» PROBLEM REQUIREMENTS
Transcription of the full listing is required, character for character.

###

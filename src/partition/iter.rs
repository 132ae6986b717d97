use crate::outcome::Outcome;
use crate::partition::Partition;

/// Sequence helpers for iterators of outcomes.
///
/// Blanket-implemented for every `Iterator<Item = Outcome<V, E>>`.
///
/// # Examples
///
/// ```
/// use outcome_rail::{Outcome, OutcomeIterExt};
///
/// let outcomes = || {
///     vec![
///         Outcome::<i32, &str>::accept(1),
///         Outcome::empty(),
///         Outcome::reject("late"),
///     ]
///     .into_iter()
/// };
///
/// assert_eq!(outcomes().values().collect::<Vec<_>>(), vec![1]);
/// assert_eq!(outcomes().errors().collect::<Vec<_>>(), vec!["late"]);
/// assert_eq!(outcomes().options().collect::<Vec<_>>(), vec![Some(1), None, None]);
/// ```
pub trait OutcomeIterExt<V, E>: Iterator<Item = Outcome<V, E>> + Sized {
    /// Consumes the iterator once, splitting it into values and errors.
    #[inline]
    fn partition_outcomes(self) -> Partition<V, E> {
        self.collect()
    }

    /// Keeps only accepted values.
    #[inline]
    fn values(self) -> impl Iterator<Item = V> {
        self.filter_map(Outcome::ok)
    }

    /// Keeps only rejected errors.
    #[inline]
    fn errors(self) -> impl Iterator<Item = E> {
        self.filter_map(Outcome::err)
    }

    /// Maps every outcome to `Option<V>`; empty and rejected both become `None`.
    #[inline]
    fn options(self) -> impl Iterator<Item = Option<V>> {
        self.map(Outcome::ok)
    }

    /// Applies [`Outcome::map`] to each element.
    #[inline]
    fn map_outcomes<V2, F>(self, mut f: F) -> impl Iterator<Item = Outcome<V2, E>>
    where
        F: FnMut(V) -> V2,
    {
        self.map(move |outcome| outcome.map(&mut f))
    }

    /// Applies [`Outcome::try_map`] to each element.
    #[inline]
    fn try_map_outcomes<V2, E2, F>(self, mut f: F) -> impl Iterator<Item = Outcome<V2, E>>
    where
        F: FnMut(V) -> Result<V2, E2>,
        E2: Into<E>,
    {
        self.map(move |outcome| outcome.try_map(&mut f))
    }
}

impl<I, V, E> OutcomeIterExt<V, E> for I where I: Iterator<Item = Outcome<V, E>> {}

###

» ANSWER SECTION
filename src/partition/iter.rs
repository 132ae6986b717d97
use crate::outcome::Outcome;
use crate::partition::Partition;

/// Sequence helpers for iterators of outcomes.
///
/// Blanket-implemented for every `Iterator<Item = Outcome<V, E>>`.
///
/// # Examples
///
/// ```
/// use outcome_rail::{Outcome, OutcomeIterExt};
///
/// let outcomes = || {
///     vec![
///         Outcome::<i32, &str>::accept(1),
///         Outcome::empty(),
///         Outcome::reject("late"),
///     ]
///     .into_iter()
/// };
///
/// assert_eq!(outcomes().values().collect::<Vec<_>>(), vec![1]);
/// assert_eq!(outcomes().errors().collect::<Vec<_>>(), vec!["late"]);
/// assert_eq!(outcomes().options().collect::<Vec<_>>(), vec![Some(1), None, None]);
/// ```
pub trait OutcomeIterExt<V, E>: Iterator<Item = Outcome<V, E>> + Sized {
    /// Consumes the iterator once, splitting it into values and errors.
    #[inline]
    fn partition_outcomes(self) -> Partition<V, E> {
        self.collect()
    }

    /// Keeps only accepted values.
    #[inline]
    fn values(self) -> impl Iterator<Item = V> {
        self.filter_map(Outcome::ok)
    }

    /// Keeps only rejected errors.
    #[inline]
    fn errors(self) -> impl Iterator<Item = E> {
        self.filter_map(Outcome::err)
    }

    /// Maps every outcome to `Option<V>`; empty and rejected both become `None`.
    #[inline]
    fn options(self) -> impl Iterator<Item = Option<V>> {
        self.map(Outcome::ok)
    }

    /// Applies [`Outcome::map`] to each element.
    #[inline]
    fn map_outcomes<V2, F>(self, mut f: F) -> impl Iterator<Item = Outcome<V2, E>>
    where
        F: FnMut(V) -> V2,
    {
        self.map(move |outcome| outcome.map(&mut f))
    }

    /// Applies [`Outcome::try_map`] to each element.
    #[inline]
    fn try_map_outcomes<V2, E2, F>(self, mut f: F) -> impl Iterator<Item = Outcome<V2, E>>
    where
        F: FnMut(V) -> Result<V2, E2>,
        E2: Into<E>,
    {
        self.map(move |outcome| outcome.try_map(&mut f))
    }
}

impl<I, V, E> OutcomeIterExt<V, E> for I where I: Iterator<Item = Outcome<V, E>> {}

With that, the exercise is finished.